**Exercise objective**
A faithful transcription of the entries below is required.

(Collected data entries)
********

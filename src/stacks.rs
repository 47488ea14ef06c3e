//! Per-region stack operations.
//!
//! [`Stacks`] is the call surface for one region. Every method takes the
//! region's lock for the duration of the call and returns owned snapshots.

use crate::descriptor::StackDescriptor;
use crate::error::Result;
use parking_lot::Mutex;
use stratus_core::{StackEvent, StackStatus};
use stratus_engine::{Backend, CreateStack, UpdateStack};
use stratus_template::ResolvedResource;

/// Stack operations for one region.
///
/// Obtain via [`Stratus::stacks`](crate::Stratus::stacks).
#[derive(Debug)]
pub struct Stacks<'a> {
    backend: &'a Mutex<Backend>,
}

impl<'a> Stacks<'a> {
    pub(crate) fn new(backend: &'a Mutex<Backend>) -> Self {
        Self { backend }
    }

    /// Region these operations act on.
    pub fn region(&self) -> String {
        self.backend.lock().region().to_string()
    }

    // =========================================================================
    // Lifecycle
    // =========================================================================

    /// Create a stack.
    ///
    /// # Example
    ///
    /// ```ignore
    /// let stack = db.stacks("us-east-1")?.create(CreateStack::new("web", "{}"))?;
    /// assert_eq!(stack.status, StackStatus::CreateComplete);
    /// ```
    pub fn create(&self, request: CreateStack) -> Result<StackDescriptor> {
        let mut backend = self.backend.lock();
        let stack = backend.create_stack(request)?;
        Ok(StackDescriptor::from(stack))
    }

    /// Update the stack `key` (name or id) resolves to.
    pub fn update(&self, key: &str, request: UpdateStack) -> Result<StackDescriptor> {
        let mut backend = self.backend.lock();
        let stack = backend.update_stack(key, request)?;
        Ok(StackDescriptor::from(stack))
    }

    /// Delete by id, or every active stack named `key`.
    ///
    /// Unknown keys are ignored.
    pub fn delete(&self, key: &str) -> Result<()> {
        self.backend.lock().delete_stack(key)?;
        Ok(())
    }

    /// Record a transition of one resource inside a stack.
    ///
    /// The stack's status is unchanged. Fails on deleted stacks.
    pub fn add_resource_event(
        &self,
        key: &str,
        logical_id: &str,
        status: StackStatus,
        reason: Option<&str>,
        properties: Option<serde_json::Value>,
    ) -> Result<StackEvent> {
        let mut backend = self.backend.lock();
        let event = backend.add_resource_event(key, logical_id, status, reason, properties)?;
        Ok(event.clone())
    }

    // =========================================================================
    // Queries
    // =========================================================================

    /// Describe one stack, or every active stack when `key` is `None`.
    ///
    /// # Errors
    ///
    /// [`Error::Validation`](crate::Error::Validation) if `key` matches nothing.
    pub fn describe(&self, key: Option<&str>) -> Result<Vec<StackDescriptor>> {
        let backend = self.backend.lock();
        let stacks = backend.describe_stacks(key)?;
        Ok(stacks.into_iter().map(StackDescriptor::from).collect())
    }

    /// Every active stack in creation order.
    pub fn list(&self) -> Vec<StackDescriptor> {
        let backend = self.backend.lock();
        backend
            .list_stacks()
            .into_iter()
            .map(StackDescriptor::from)
            .collect()
    }

    /// Look up a stack by id (active or deleted) or by active name.
    pub fn get(&self, key: &str) -> Option<StackDescriptor> {
        let backend = self.backend.lock();
        backend.get_stack(key).map(StackDescriptor::from)
    }

    /// Resolved resources of a stack.
    pub fn list_resources(&self, key: &str) -> Result<Vec<ResolvedResource>> {
        let backend = self.backend.lock();
        let resources = backend.list_stack_resources(key)?;
        Ok(resources.into_iter().cloned().collect())
    }

    /// Event history of a stack, oldest first.
    pub fn events(&self, key: &str) -> Result<Vec<StackEvent>> {
        let backend = self.backend.lock();
        Ok(backend.describe_stack_events(key)?.to_vec())
    }

    /// Raw template text of a stack.
    pub fn template(&self, key: &str) -> Result<String> {
        let backend = self.backend.lock();
        Ok(backend.get_template(key)?.to_string())
    }

    // =========================================================================
    // Escape hatch
    // =========================================================================

    /// Run `f` against the locked backend.
    ///
    /// Use for registry queries the facade does not wrap, such as listing
    /// deleted stacks.
    pub fn with_backend<R>(&self, f: impl FnOnce(&mut Backend) -> R) -> R {
        let mut backend = self.backend.lock();
        f(&mut backend)
    }
}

********

**Your response**
filename src/stacks.rs
repository 47488ea14ef06c3e
//! Per-region stack operations.
//!
//! [`Stacks`] is the call surface for one region. Every method takes the
//! region's lock for the duration of the call and returns owned snapshots.

use crate::descriptor::StackDescriptor;
use crate::error::Result;
use parking_lot::Mutex;
use stratus_core::{StackEvent, StackStatus};
use stratus_engine::{Backend, CreateStack, UpdateStack};
use stratus_template::ResolvedResource;

/// Stack operations for one region.
///
/// Obtain via [`Stratus::stacks`](crate::Stratus::stacks).
#[derive(Debug)]
pub struct Stacks<'a> {
    backend: &'a Mutex<Backend>,
}

impl<'a> Stacks<'a> {
    pub(crate) fn new(backend: &'a Mutex<Backend>) -> Self {
        Self { backend }
    }

    /// Region these operations act on.
    pub fn region(&self) -> String {
        self.backend.lock().region().to_string()
    }

    // =========================================================================
    // Lifecycle
    // =========================================================================

    /// Create a stack.
    ///
    /// # Example
    ///
    /// ```ignore
    /// let stack = db.stacks("us-east-1")?.create(CreateStack::new("web", "{}"))?;
    /// assert_eq!(stack.status, StackStatus::CreateComplete);
    /// ```
    pub fn create(&self, request: CreateStack) -> Result<StackDescriptor> {
        let mut backend = self.backend.lock();
        let stack = backend.create_stack(request)?;
        Ok(StackDescriptor::from(stack))
    }

    /// Update the stack `key` (name or id) resolves to.
    pub fn update(&self, key: &str, request: UpdateStack) -> Result<StackDescriptor> {
        let mut backend = self.backend.lock();
        let stack = backend.update_stack(key, request)?;
        Ok(StackDescriptor::from(stack))
    }

    /// Delete by id, or every active stack named `key`.
    ///
    /// Unknown keys are ignored.
    pub fn delete(&self, key: &str) -> Result<()> {
        self.backend.lock().delete_stack(key)?;
        Ok(())
    }

    /// Record a transition of one resource inside a stack.
    ///
    /// The stack's status is unchanged. Fails on deleted stacks.
    pub fn add_resource_event(
        &self,
        key: &str,
        logical_id: &str,
        status: StackStatus,
        reason: Option<&str>,
        properties: Option<serde_json::Value>,
    ) -> Result<StackEvent> {
        let mut backend = self.backend.lock();
        let event = backend.add_resource_event(key, logical_id, status, reason, properties)?;
        Ok(event.clone())
    }

    // =========================================================================
    // Queries
    // =========================================================================

    /// Describe one stack, or every active stack when `key` is `None`.
    ///
    /// # Errors
    ///
    /// [`Error::Validation`](crate::Error::Validation) if `key` matches nothing.
    pub fn describe(&self, key: Option<&str>) -> Result<Vec<StackDescriptor>> {
        let backend = self.backend.lock();
        let stacks = backend.describe_stacks(key)?;
        Ok(stacks.into_iter().map(StackDescriptor::from).collect())
    }

    /// Every active stack in creation order.
    pub fn list(&self) -> Vec<StackDescriptor> {
        let backend = self.backend.lock();
        backend
            .list_stacks()
            .into_iter()
            .map(StackDescriptor::from)
            .collect()
    }

    /// Look up a stack by id (active or deleted) or by active name.
    pub fn get(&self, key: &str) -> Option<StackDescriptor> {
        let backend = self.backend.lock();
        backend.get_stack(key).map(StackDescriptor::from)
    }

    /// Resolved resources of a stack.
    pub fn list_resources(&self, key: &str) -> Result<Vec<ResolvedResource>> {
        let backend = self.backend.lock();
        let resources = backend.list_stack_resources(key)?;
        Ok(resources.into_iter().cloned().collect())
    }

    /// Event history of a stack, oldest first.
    pub fn events(&self, key: &str) -> Result<Vec<StackEvent>> {
        let backend = self.backend.lock();
        Ok(backend.describe_stack_events(key)?.to_vec())
    }

    /// Raw template text of a stack.
    pub fn template(&self, key: &str) -> Result<String> {
        let backend = self.backend.lock();
        Ok(backend.get_template(key)?.to_string())
    }

    // =========================================================================
    // Escape hatch
    // =========================================================================

    /// Run `f` against the locked backend.
    ///
    /// Use for registry queries the facade does not wrap, such as listing
    /// deleted stacks.
    pub fn with_backend<R>(&self, f: impl FnOnce(&mut Backend) -> R) -> R {
        let mut backend = self.backend.lock();
        f(&mut backend)
    }
}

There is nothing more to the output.